Task to carry out: From the listing below, retype exactly the line holding "filename src/llm/traits.rs", the line holding "use crate::tools::ToolDeclaration;", and the lines between them; skip everything else.

Material shown:
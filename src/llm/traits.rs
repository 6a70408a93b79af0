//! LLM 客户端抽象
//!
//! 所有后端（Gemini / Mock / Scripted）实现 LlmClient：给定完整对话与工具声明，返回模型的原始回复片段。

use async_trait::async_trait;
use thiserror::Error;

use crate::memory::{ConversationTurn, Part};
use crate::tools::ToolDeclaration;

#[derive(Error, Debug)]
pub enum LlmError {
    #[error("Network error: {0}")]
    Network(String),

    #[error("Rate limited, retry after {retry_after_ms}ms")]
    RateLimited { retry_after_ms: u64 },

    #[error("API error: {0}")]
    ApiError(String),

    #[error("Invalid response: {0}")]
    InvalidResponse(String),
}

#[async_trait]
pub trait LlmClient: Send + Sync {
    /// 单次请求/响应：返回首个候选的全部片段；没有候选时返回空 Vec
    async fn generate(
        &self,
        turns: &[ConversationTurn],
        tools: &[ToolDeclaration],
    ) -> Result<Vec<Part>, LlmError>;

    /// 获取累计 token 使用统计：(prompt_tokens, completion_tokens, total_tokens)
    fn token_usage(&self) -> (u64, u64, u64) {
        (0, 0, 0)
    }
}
* * *
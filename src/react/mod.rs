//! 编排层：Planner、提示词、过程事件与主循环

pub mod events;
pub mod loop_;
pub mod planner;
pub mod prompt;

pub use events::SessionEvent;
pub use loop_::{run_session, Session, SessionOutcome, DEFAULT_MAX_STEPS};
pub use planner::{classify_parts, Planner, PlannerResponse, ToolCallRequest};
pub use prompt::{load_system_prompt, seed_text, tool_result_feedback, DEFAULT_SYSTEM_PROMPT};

Output for this exercise:
filename src/llm/traits.rs
repository 6a70408a93b79af0
//! LLM 客户端抽象
//!
//! 所有后端（Gemini / Mock / Scripted）实现 LlmClient：给定完整对话与工具声明，返回模型的原始回复片段。

use async_trait::async_trait;
use thiserror::Error;

use crate::memory::{ConversationTurn, Part};
use crate::tools::ToolDeclaration;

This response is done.